Fantastic work! Been looking forward to this for while. When can we expect to see it in say openelec? When we get 5.1 maybe?

Thank you!

**zaphod24** · 2015-01-20, 23:44

(2015-01-17, 05:28)pssturges Wrote: Fantastic work! Been looking forward to this for while. When can we expect to see it in say openelec? When we get 5.1 maybe?

Thank you!

Or maybe 5.0.1?

smallint · 2015-01-21, 11:33

Guys, this is a developer thread and not about distributing packages.

smallint · 2015-01-22, 00:27

I pushed another version as that posted in our description: https://github.com/smallint/xbmc/tree/imx-rework. This is how I think the described workflow should be implemented. If someone could give that a try and give feedback ... except HD+ double rate (without VPU@352M) runs smoothly on my boxes. Once 6090 is merged in I will merge that into 5805 unless someone stops me from doing that for good reason.

**fritsch** · 2015-01-22, 09:05

Looking through that tree, it seems 6090 is missing in there - so that should be manually picked?

Any chance to rebase this ontop of master and just pick 6090 for now - that way it will already be complete for merging and rebasing it ontop of 14.1 (which somebody will likely do, so that the distributions can have that tested in their releases) is much easier?

Thanks much!

smallint · 2015-01-22, 10:55

6090 is in there because the whole workflow is based on the new interfaces: https://github.com/smallint/xbmc/commit/...c4f82c044b and more commits before that.

**fritsch** · 2015-01-22, 10:56

Okay - I lost the overview this morning, when I tried to rebase it ontop of master.

smallint · 2015-01-22, 11:19

Here it is but untested: https://github.com/smallint/xbmc/tree/imx-rework-rebase

**fritsch** · 2015-01-22, 12:05

Thank you very much - will give it a try this evening.

smallint · 2015-01-22, 12:17

One thing that is still missing is RenderCapture.

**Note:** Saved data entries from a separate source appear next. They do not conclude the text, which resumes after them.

//! Core domain types for the Autoplan engine.
//!
//! This module defines the fundamental types used throughout the system:
//! - Workout history as reported by the tracking service
//! - Exercise templates and their equipment categories
//! - Training splits and the persisted split assignment
//! - Exercise picks and the routine payload sent back to the service

use chrono::{DateTime, Utc};
use serde::{Deserialize, Serialize};
use std::fmt;
use std::str::FromStr;

// ============================================================================
// Workout History
// ============================================================================

/// A single logged set
#[derive(Clone, Debug, Default, Serialize, Deserialize, PartialEq)]
pub struct SetRecord {
    #[serde(default)]
    pub weight_kg: Option<f64>,
    #[serde(default)]
    pub reps: Option<u32>,
    #[serde(default)]
    pub duration_seconds: Option<u32>,
    #[serde(default)]
    pub distance_meters: Option<f64>,
}

impl SetRecord {
    /// A set counts towards statistics only with weight and reps, or a duration.
    pub fn is_quantifiable(&self) -> bool {
        (self.weight_kg.is_some() && self.reps.is_some()) || self.duration_seconds.is_some()
    }

    /// Training volume (weight x reps), present only for loaded rep sets
    pub fn volume(&self) -> Option<f64> {
        match (self.weight_kg, self.reps) {
            (Some(weight), Some(reps)) => Some(weight * f64::from(reps)),
            _ => None,
        }
    }
}

/// One exercise as performed within a session
#[derive(Clone, Debug, Serialize, Deserialize)]
pub struct ExercisePerformance {
    pub title: String,
    #[serde(default)]
    pub exercise_template_id: Option<String>,
    #[serde(default)]
    pub sets: Vec<SetRecord>,
}

/// A logged workout session
#[derive(Clone, Debug, Serialize, Deserialize)]
pub struct WorkoutSession {
    pub id: String,
    #[serde(default)]
    pub title: Option<String>,
    pub start_time: DateTime<Utc>,
    #[serde(default)]
    pub exercises: Vec<ExercisePerformance>,
}

// ============================================================================
// Exercise Templates
// ============================================================================

/// Equipment category of an exercise template
#[derive(Clone, Copy, Debug, Serialize, Deserialize, PartialEq, Eq, Hash)]
#[serde(rename_all = "snake_case")]
pub enum Equipment {
    None,
    Barbell,
    Dumbbell,
    Kettlebell,
    Machine,
    Plate,
    ResistanceBand,
    Suspension,
    #[serde(other)]
    Other,
}

impl Equipment {
    pub fn is_bodyweight(self) -> bool {
        matches!(self, Equipment::None | Equipment::Suspension)
    }
}

/// An exercise from the tracking service's catalog
#[derive(Clone, Debug, Serialize, Deserialize)]
pub struct ExerciseTemplate {
    pub id: String,
    pub title: String,
    pub primary_muscle_group: String,
    #[serde(default = "default_equipment")]
    pub equipment: Equipment,
}

fn default_equipment() -> Equipment {
    Equipment::Other
}

// ============================================================================
// Splits
// ============================================================================

/// A muscle-group training split
#[derive(Clone, Copy, Debug, Serialize, Deserialize, PartialEq, Eq, Hash, PartialOrd, Ord)]
#[serde(rename_all = "snake_case")]
pub enum Split {
    Push,
    Pull,
    Legs,
    Core,
    Cardio,
}

impl Split {
    /// All splits in rotation order; ties are broken by this order.
    pub const ALL: [Split; 5] = [
        Split::Push,
        Split::Pull,
        Split::Legs,
        Split::Core,
        Split::Cardio,
    ];

    pub fn name(self) -> &'static str {
        match self {
            Split::Push => "Push",
            Split::Pull => "Pull",
            Split::Legs => "Legs",
            Split::Core => "Core",
            Split::Cardio => "Cardio",
        }
    }
}

impl fmt::Display for Split {
    fn fmt(&self, f: &mut fmt::Formatter<'_>) -> fmt::Result {
        f.write_str(self.name())
    }
}

impl FromStr for Split {
    type Err = crate::Error;

    fn from_str(s: &str) -> crate::Result<Self> {
        match s.trim().to_lowercase().as_str() {
            "push" => Ok(Split::Push),
            "pull" => Ok(Split::Pull),
            "legs" | "leg" => Ok(Split::Legs),
            "core" | "abs" => Ok(Split::Core),
            "cardio" => Ok(Split::Cardio),
            other => Err(crate::Error::Other(format!("Unknown split: {}", other))),
        }
    }
}

/// The split scheduled for a day, persisted between runs
#[derive(Clone, Debug, Serialize, Deserialize, PartialEq)]
pub struct SplitAssignment {
    pub split: Split,
    pub assigned_at: DateTime<Utc>,
}

// ============================================================================
// Selection and Routine Payload
// ============================================================================

/// Where a pick's starting weight came from
#[derive(Clone, Debug, Serialize, PartialEq)]
#[serde(tag = "kind", rename_all = "snake_case")]
pub enum WeightSource {
    /// The exercise's own progression record
    History,
    /// Borrowed from a similar exercise (same muscle group and equipment)
    Borrowed { from: String },
    /// Conservative equipment default
    EquipmentDefault,
    /// Bodyweight or duration-based, no external load
    Unloaded,
}

/// An exercise chosen for today's routine
#[derive(Clone, Debug, Serialize)]
pub struct ExercisePick {
    pub template: ExerciseTemplate,
    pub note: String,
    pub weight_kg: f64,
    pub target_reps: u32,
    pub weight_source: WeightSource,
}

/// Type of a planned set
#[derive(Clone, Copy, Debug, Serialize, Deserialize, PartialEq, Eq)]
#[serde(rename_all = "snake_case")]
pub enum SetType {
    Warmup,
    Normal,
}

/// A set planned in the routine
#[derive(Clone, Debug, Serialize, Deserialize, PartialEq)]
pub struct PlannedSet {
    #[serde(rename = "type")]
    pub set_type: SetType,
    pub weight_kg: Option<f64>,
    pub reps: Option<u32>,
    pub duration_seconds: Option<u32>,
}

/// One exercise entry in the routine payload
#[derive(Clone, Debug, Serialize, Deserialize, PartialEq)]
pub struct RoutineExerciseEntry {
    pub exercise_template_id: String,
    pub superset_id: Option<u32>,
    pub rest_seconds: u32,
    pub notes: String,
    pub sets: Vec<PlannedSet>,
    /// Display title, not sent to the remote service
    #[serde(skip)]
    pub title: String,
}

/// The routine body submitted to the remote service
#[derive(Clone, Debug, Serialize, Deserialize, PartialEq)]
pub struct RoutinePayload {
    pub title: String,
    pub notes: String,
    pub exercises: Vec<RoutineExerciseEntry>,
}

/// Summary of an exercise inside a remote routine
#[derive(Clone, Debug, Serialize, Deserialize, PartialEq)]
pub struct RemoteRoutineExercise {
    #[serde(default)]
    pub exercise_template_id: Option<String>,
    #[serde(default)]
    pub title: Option<String>,
}

/// A routine as known to the remote service
#[derive(Clone, Debug, Serialize, Deserialize, PartialEq)]
pub struct RemoteRoutine {
    pub id: String,
    pub title: String,
    #[serde(default)]
    pub updated_at: Option<DateTime<Utc>>,
    #[serde(default)]
    pub exercises: Vec<RemoteRoutineExercise>,
}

Screenshot should work. I compared the code against imx-rework + merged master and there are not diffs so the code in imx-rework-rebase should be OK.

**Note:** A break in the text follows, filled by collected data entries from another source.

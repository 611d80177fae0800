//! Progressive-overload suggestions derived from logged volume.
//!
//! Rules, per exercise title:
//! - Needs at least two loaded sets (weight and reps) in history
//! - Latest volume above the previous one: increase weight by the configured factor
//! - Latest reps at or above the rep ceiling: increase weight the same way
//! - Otherwise: keep the weight and add reps

use crate::catalog::TemplateCatalog;
use crate::config::{LoadConfig, ProgressionConfig};
use crate::{ExerciseTemplate, WeightSource, WorkoutSession};
use serde::Serialize;
use std::collections::HashMap;

/// Coaching note for exercises without any usable history
pub const DEFAULT_NOTE: &str = "Start moderate and build";

/// What to do next time for an exercise
#[derive(Clone, Debug, Serialize, PartialEq)]
#[serde(tag = "kind", rename_all = "snake_case")]
pub enum Suggestion {
    IncreaseWeight { to_kg: f64 },
    MaintainOrAddReps,
}

/// Volume trend for one exercise
#[derive(Clone, Debug, Serialize, PartialEq)]
pub struct ProgressionRecord {
    pub title: String,
    pub last_volume: f64,
    pub previous_volume: f64,
    pub last_weight_kg: f64,
    pub last_reps: u32,
    pub suggestion: Suggestion,
}

impl ProgressionRecord {
    pub fn is_increase(&self) -> bool {
        matches!(self.suggestion, Suggestion::IncreaseWeight { .. })
    }

    /// Weight to prescribe next session
    pub fn target_weight_kg(&self) -> f64 {
        match self.suggestion {
            Suggestion::IncreaseWeight { to_kg } => to_kg,
            Suggestion::MaintainOrAddReps => self.last_weight_kg,
        }
    }

    /// Reps to prescribe next session
    pub fn target_reps(&self, config: &ProgressionConfig) -> u32 {
        match self.suggestion {
            Suggestion::IncreaseWeight { .. } => self.last_reps.min(config.rep_ceiling).max(1),
            Suggestion::MaintainOrAddReps => self.last_reps + 1,
        }
    }

    pub fn note(&self) -> String {
        match self.suggestion {
            Suggestion::IncreaseWeight { to_kg } => format!(
                "Progress: increase weight to {}kg (last {}kg x {})",
                to_kg, self.last_weight_kg, self.last_reps
            ),
            Suggestion::MaintainOrAddReps => format!(
                "Maintain {}kg and add reps (last {} reps)",
                self.last_weight_kg, self.last_reps
            ),
        }
    }
}

/// Round to the nearest loadable increment
pub fn round_to_increment(kg: f64, increment: f64) -> f64 {
    if increment <= 0.0 {
        return kg;
    }
    (kg / increment).round() * increment
}

/// Decide the suggestion from the two most recent loaded sets
pub fn suggest(
    last_volume: f64,
    previous_volume: f64,
    last_weight_kg: f64,
    last_reps: u32,
    config: &ProgressionConfig,
) -> Suggestion {
    if last_volume > previous_volume || last_reps >= config.rep_ceiling {
        let mut to_kg = round_to_increment(
            last_weight_kg * config.increase_factor,
            config.rounding_increment_kg,
        );
        // Light loads can round back down to where they started
        if last_weight_kg > 0.0 && to_kg <= last_weight_kg {
            to_kg = last_weight_kg + config.rounding_increment_kg.max(0.0);
        }
        Suggestion::IncreaseWeight { to_kg }
    } else {
        Suggestion::MaintainOrAddReps
    }
}

/// Key used for progression lookups by title
pub fn title_key(title: &str) -> String {
    title.trim().to_lowercase()
}

/// Build progression records from sessions ordered newest first
pub fn build_progression(
    sessions: &[&WorkoutSession],
    config: &ProgressionConfig,
) -> HashMap<String, ProgressionRecord> {
    // title key -> (display title, up to two newest loaded sets as (weight, reps))
    let mut latest: HashMap<String, (String, Vec<(f64, u32)>)> = HashMap::new();

    for session in sessions {
        for exercise in &session.exercises {
            let entry = latest
                .entry(title_key(&exercise.title))
                .or_insert_with(|| (exercise.title.clone(), Vec::new()));
            for set in exercise.sets.iter().rev() {
                if entry.1.len() >= 2 {
                    break;
                }
                if let (Some(weight), Some(reps)) = (set.weight_kg, set.reps) {
                    entry.1.push((weight, reps));
                }
            }
        }
    }

    latest
        .into_iter()
        .filter_map(|(key, (title, sets))| {
            if sets.len() < 2 {
                return None;
            }
            let (last_weight_kg, last_reps) = sets[0];
            let (prev_weight, prev_reps) = sets[1];
            let last_volume = last_weight_kg * f64::from(last_reps);
            let previous_volume = prev_weight * f64::from(prev_reps);
            let suggestion = suggest(
                last_volume,
                previous_volume,
                last_weight_kg,
                last_reps,
                config,
            );
            Some((
                key,
                ProgressionRecord {
                    title,
                    last_volume,
                    previous_volume,
                    last_weight_kg,
                    last_reps,
                    suggestion,
                },
            ))
        })
        .collect()
}

/// Resolve the starting weight for a template
///
/// Order: own record, a record borrowed from a template with the same
/// primary muscle group and equipment, then the equipment default.
pub fn resolve_load(
    template: &ExerciseTemplate,
    catalog: &TemplateCatalog,
    progression: &HashMap<String, ProgressionRecord>,
    loads: &LoadConfig,
) -> (f64, WeightSource) {
    if let Some(record) = progression.get(&title_key(&template.title)) {
        return (record.target_weight_kg().max(0.0), WeightSource::History);
    }

    let borrowed = catalog
        .for_muscle(&template.primary_muscle_group)
        .filter(|other| other.id != template.id && other.equipment == template.equipment)
        .find_map(|other| {
            progression
                .get(&title_key(&other.title))
                .map(|record| (other, record))
        });

    if let Some((other, record)) = borrowed {
        tracing::debug!(
            "Borrowing load for {} from {}",
            template.title,
            other.title
        );
        return (
            record.target_weight_kg().max(0.0),
            WeightSource::Borrowed {
                from: other.title.clone(),
            },
        );
    }

    let default = loads.default_for(template.equipment);
    if default > 0.0 {
        (default, WeightSource::EquipmentDefault)
    } else {
        (0.0, WeightSource::Unloaded)
    }
}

**fritsch** · (This post was last modified: 2015-01-22, 12:28 by fritsch.)

Codewise it looks fine and really non intrusive, that's nice. There are some diffs with just white space correction for Application.cpp or GUIWindowManager.cpp which could be a separate commit and go in without that other work. A little #if 0 path in LinuxRendererGLES.cpp, which could probably be removed I don't see anything that would stop that from being merged.

The RenderCapture could also follow later.

Code:
+#define GL_VIV_YV12 0x8FC0

#define GL_VIV_NV12 0x8FC1

+#define GL_VIV_YUY2 0x8FC2

+#define GL_VIV_UYVY 0x8FC3

+#define GL_VIV_NV21 0x8FC4

+#define GL_VIV_I420 0x8FC5

could perhaps be #defined elsewhere and just included, but that's personal taste to keep LinuxRendererGLES.cpp clean. Would not hurt in DVDCodecs/Video/DVDVideoCodecIMX.h though.

Very nice, curious very much until the evening :-)

smallint · 2015-01-22, 12:34

The GL defines are not necessary anymore since that path is obsolete. They could be removed completely as well as Vivante specific extensions. But if we want to have fallback GL output (e.g. for Android) just keep them. Another thing is the include for g_IMXContext which is currently the codec include and should go into somewhere else.

Lets test that first and then I or wolfgar will clean up things for the final rebase.

**fritsch** · 2015-01-22, 12:37

I will try to make an OpenELEC build tonight, do you have a link to the kernel patch, which is needed for double rate to correct the offsets? Cause this also must go into that build.